* **What to do**
Below are the records; restate all of them exactly.

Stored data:
★ ★ ★
//! Per-invocation scenario report.

use chrono::{DateTime, Utc};
use serde::{Serialize, Serializer};
use std::fmt;
use std::path::{Path, PathBuf};

use crate::errors::{HarnessResult, StageFailure};
use crate::state::atomic_write;

/// File name of the persisted report inside the run directory.
pub const REPORT_FILE: &str = "report.json";

/// Lifecycle of one stage within one invocation.
///
/// `NotRun -> (Skipped | Running -> (Completed | Failed))`
#[derive(Debug, Clone, Copy, PartialEq, Eq, Serialize)]
#[serde(rename_all = "snake_case")]
pub enum StageStatus {
    NotRun,
    Skipped,
    Running,
    Completed,
    Failed,
}

impl StageStatus {
    /// Skipped and Completed both count as success.
    pub fn is_success(&self) -> bool {
        matches!(self, Self::Skipped | Self::Completed)
    }

    pub fn is_terminal(&self) -> bool {
        !matches!(self, Self::NotRun | Self::Running)
    }
}

impl fmt::Display for StageStatus {
    fn fmt(&self, f: &mut fmt::Formatter<'_>) -> fmt::Result {
        let s = match self {
            Self::NotRun => "not run",
            Self::Skipped => "skipped",
            Self::Running => "running",
            Self::Completed => "completed",
            Self::Failed => "failed",
        };
        write!(f, "{s}")
    }
}

/// What happened to one stage.
#[derive(Debug, Clone, Serialize)]
pub struct StageRecord {
    pub name: String,
    pub deferred: bool,
    pub status: StageStatus,
    pub duration_ms: u64,
    #[serde(skip_serializing_if = "Option::is_none")]
    pub error: Option<String>,
    #[serde(skip_serializing_if = "Option::is_none")]
    pub error_code: Option<String>,
}

/// Outcome of one scenario invocation.
#[derive(Debug, Serialize)]
pub struct ScenarioReport {
    pub scenario: String,
    pub run_dir: PathBuf,
    pub started_at: DateTime<Utc>,
    pub finished_at: DateTime<Utc>,
    /// Stages in execution order; deferred stages appear where they ran.
    pub stages: Vec<StageRecord>,
    /// The non-deferred failure that aborted the run.
    #[serde(serialize_with = "serialize_failure")]
    pub failure: Option<StageFailure>,
    /// Failures of deferred stages, reported separately.
    #[serde(serialize_with = "serialize_failures")]
    pub deferred_failures: Vec<StageFailure>,
}

/// Serialized form of a [`StageFailure`].
#[derive(Serialize)]
struct FailureSummary<'a> {
    stage: &'a str,
    code: &'static str,
    message: String,
}

impl<'a> From<&'a StageFailure> for FailureSummary<'a> {
    fn from(failure: &'a StageFailure) -> Self {
        Self {
            stage: &failure.stage,
            code: failure.source.code().code_string(),
            message: failure.source.to_string(),
        }
    }
}

fn serialize_failure<S: Serializer>(
    failure: &Option<StageFailure>,
    serializer: S,
) -> Result<S::Ok, S::Error> {
    failure
        .as_ref()
        .map(FailureSummary::from)
        .serialize(serializer)
}

fn serialize_failures<S: Serializer>(
    failures: &[StageFailure],
    serializer: S,
) -> Result<S::Ok, S::Error> {
    serializer.collect_seq(failures.iter().map(FailureSummary::from))
}

impl ScenarioReport {
    pub fn is_success(&self) -> bool {
        self.failure.is_none() && self.deferred_failures.is_empty()
    }

    pub fn stage(&self, name: &str) -> Option<&StageRecord> {
        self.stages.iter().find(|r| r.name == name)
    }

    pub fn status_of(&self, name: &str) -> Option<StageStatus> {
        self.stage(name).map(|r| r.status)
    }

    /// Name of the stage that aborted the run, if any.
    pub fn failed_stage(&self) -> Option<&str> {
        self.failure.as_ref().map(|f| f.stage.as_str())
    }

    /// Stages that completed in this invocation; candidates for skipping
    /// on a re-run.
    pub fn completed_stages(&self) -> impl Iterator<Item = &str> {
        self.stages
            .iter()
            .filter(|r| !r.deferred && r.status == StageStatus::Completed)
            .map(|r| r.name.as_str())
    }

    /// Write the report as `report.json` in `dir`.
    pub fn persist(&self, dir: &Path) -> HarnessResult<PathBuf> {
        std::fs::create_dir_all(dir)?;
        let path = dir.join(REPORT_FILE);
        let content = serde_json::to_vec_pretty(self)?;
        atomic_write(&path, &content)?;
        Ok(path)
    }

    /// Convert into a `Result`, failing if any stage failed.
    pub fn into_result(self) -> Result<Self, ScenarioFailure> {
        if self.is_success() {
            Ok(self)
        } else {
            Err(ScenarioFailure {
                report: Box::new(self),
            })
        }
    }
}

impl fmt::Display for ScenarioReport {
    fn fmt(&self, f: &mut fmt::Formatter<'_>) -> fmt::Result {
        writeln!(f, "Scenario {} ({})", self.scenario, self.run_dir.display())?;
        for record in &self.stages {
            let marker = if record.deferred { " (deferred)" } else { "" };
            write!(
                f,
                "  {:<32} {:<10} {:>8}ms{}",
                record.name, record.status, record.duration_ms, marker
            )?;
            if let Some(error) = &record.error {
                write!(f, "\n      {error}")?;
            }
            writeln!(f)?;
        }
        if let Some(failure) = &self.failure {
            writeln!(f, "FAILED: {failure}")?;
        }
        for failure in &self.deferred_failures {
            writeln!(f, "CLEANUP FAILED: {failure}")?;
        }
        if self.is_success() {
            writeln!(f, "PASSED")?;
        }
        Ok(())
    }
}

/// A scenario invocation that did not pass.
#[derive(Debug, thiserror::Error)]
#[error("{}", describe_failure(.report))]
pub struct ScenarioFailure {
    pub report: Box<ScenarioReport>,
}

fn describe_failure(report: &ScenarioReport) -> String {
    let mut parts = Vec::new();
    if let Some(failure) = &report.failure {
        parts.push(failure.to_string());
    }
    for failure in &report.deferred_failures {
        parts.push(format!("deferred {failure}"));
    }
    format!("scenario '{}' failed: {}", report.scenario, parts.join("; "))
}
★ ★ ★
* **Response**
//! Per-invocation scenario report.

use chrono::{DateTime, Utc};
use serde::{Serialize, Serializer};
use std::fmt;
use std::path::{Path, PathBuf};

use crate::errors::{HarnessResult, StageFailure};
use crate::state::atomic_write;

/// File name of the persisted report inside the run directory.
pub const REPORT_FILE: &str = "report.json";

/// Lifecycle of one stage within one invocation.
///
/// `NotRun -> (Skipped | Running -> (Completed | Failed))`
#[derive(Debug, Clone, Copy, PartialEq, Eq, Serialize)]
#[serde(rename_all = "snake_case")]
pub enum StageStatus {
    NotRun,
    Skipped,
    Running,
    Completed,
    Failed,
}

impl StageStatus {
    /// Skipped and Completed both count as success.
    pub fn is_success(&self) -> bool {
        matches!(self, Self::Skipped | Self::Completed)
    }

    pub fn is_terminal(&self) -> bool {
        !matches!(self, Self::NotRun | Self::Running)
    }
}

impl fmt::Display for StageStatus {
    fn fmt(&self, f: &mut fmt::Formatter<'_>) -> fmt::Result {
        let s = match self {
            Self::NotRun => "not run",
            Self::Skipped => "skipped",
            Self::Running => "running",
            Self::Completed => "completed",
            Self::Failed => "failed",
        };
        write!(f, "{s}")
    }
}

/// What happened to one stage.
#[derive(Debug, Clone, Serialize)]
pub struct StageRecord {
    pub name: String,
    pub deferred: bool,
    pub status: StageStatus,
    pub duration_ms: u64,
    #[serde(skip_serializing_if = "Option::is_none")]
    pub error: Option<String>,
    #[serde(skip_serializing_if = "Option::is_none")]
    pub error_code: Option<String>,
}

/// Outcome of one scenario invocation.
#[derive(Debug, Serialize)]
pub struct ScenarioReport {
    pub scenario: String,
    pub run_dir: PathBuf,
    pub started_at: DateTime<Utc>,
    pub finished_at: DateTime<Utc>,
    /// Stages in execution order; deferred stages appear where they ran.
    pub stages: Vec<StageRecord>,
    /// The non-deferred failure that aborted the run.
    #[serde(serialize_with = "serialize_failure")]
    pub failure: Option<StageFailure>,
    /// Failures of deferred stages, reported separately.
    #[serde(serialize_with = "serialize_failures")]
    pub deferred_failures: Vec<StageFailure>,
}

/// Serialized form of a [`StageFailure`].
#[derive(Serialize)]
struct FailureSummary<'a> {
    stage: &'a str,
    code: &'static str,
    message: String,
}

impl<'a> From<&'a StageFailure> for FailureSummary<'a> {
    fn from(failure: &'a StageFailure) -> Self {
        Self {
            stage: &failure.stage,
            code: failure.source.code().code_string(),
            message: failure.source.to_string(),
        }
    }
}

fn serialize_failure<S: Serializer>(
    failure: &Option<StageFailure>,
    serializer: S,
) -> Result<S::Ok, S::Error> {
    failure
        .as_ref()
        .map(FailureSummary::from)
        .serialize(serializer)
}

fn serialize_failures<S: Serializer>(
    failures: &[StageFailure],
    serializer: S,
) -> Result<S::Ok, S::Error> {
    serializer.collect_seq(failures.iter().map(FailureSummary::from))
}

impl ScenarioReport {
    pub fn is_success(&self) -> bool {
        self.failure.is_none() && self.deferred_failures.is_empty()
    }

    pub fn stage(&self, name: &str) -> Option<&StageRecord> {
        self.stages.iter().find(|r| r.name == name)
    }

    pub fn status_of(&self, name: &str) -> Option<StageStatus> {
        self.stage(name).map(|r| r.status)
    }

    /// Name of the stage that aborted the run, if any.
    pub fn failed_stage(&self) -> Option<&str> {
        self.failure.as_ref().map(|f| f.stage.as_str())
    }

    /// Stages that completed in this invocation; candidates for skipping
    /// on a re-run.
    pub fn completed_stages(&self) -> impl Iterator<Item = &str> {
        self.stages
            .iter()
            .filter(|r| !r.deferred && r.status == StageStatus::Completed)
            .map(|r| r.name.as_str())
    }

    /// Write the report as `report.json` in `dir`.
    pub fn persist(&self, dir: &Path) -> HarnessResult<PathBuf> {
        std::fs::create_dir_all(dir)?;
        let path = dir.join(REPORT_FILE);
        let content = serde_json::to_vec_pretty(self)?;
        atomic_write(&path, &content)?;
        Ok(path)
    }

    /// Convert into a `Result`, failing if any stage failed.
    pub fn into_result(self) -> Result<Self, ScenarioFailure> {
        if self.is_success() {
            Ok(self)
        } else {
            Err(ScenarioFailure {
                report: Box::new(self),
            })
        }
    }
}

impl fmt::Display for ScenarioReport {
    fn fmt(&self, f: &mut fmt::Formatter<'_>) -> fmt::Result {
        writeln!(f, "Scenario {} ({})", self.scenario, self.run_dir.display())?;
        for record in &self.stages {
            let marker = if record.deferred { " (deferred)" } else { "" };
            write!(
                f,
                "  {:<32} {:<10} {:>8}ms{}",
                record.name, record.status, record.duration_ms, marker
            )?;
            if let Some(error) = &record.error {
                write!(f, "\n      {error}")?;
            }
            writeln!(f)?;
        }
        if let Some(failure) = &self.failure {
            writeln!(f, "FAILED: {failure}")?;
        }
        for failure in &self.deferred_failures {
            writeln!(f, "CLEANUP FAILED: {failure}")?;
        }
        if self.is_success() {
            writeln!(f, "PASSED")?;
        }
        Ok(())
    }
}

/// A scenario invocation that did not pass.
#[derive(Debug, thiserror::Error)]
#[error("{}", describe_failure(.report))]
pub struct ScenarioFailure {
    pub report: Box<ScenarioReport>,
}

fn describe_failure(report: &ScenarioReport) -> String {
    let mut parts = Vec::new();
    if let Some(failure) = &report.failure {
        parts.push(failure.to_string());
    }
    for failure in &report.deferred_failures {
        parts.push(format!("deferred {failure}"));
    }
    format!("scenario '{}' failed: {}", report.scenario, parts.join("; "))
}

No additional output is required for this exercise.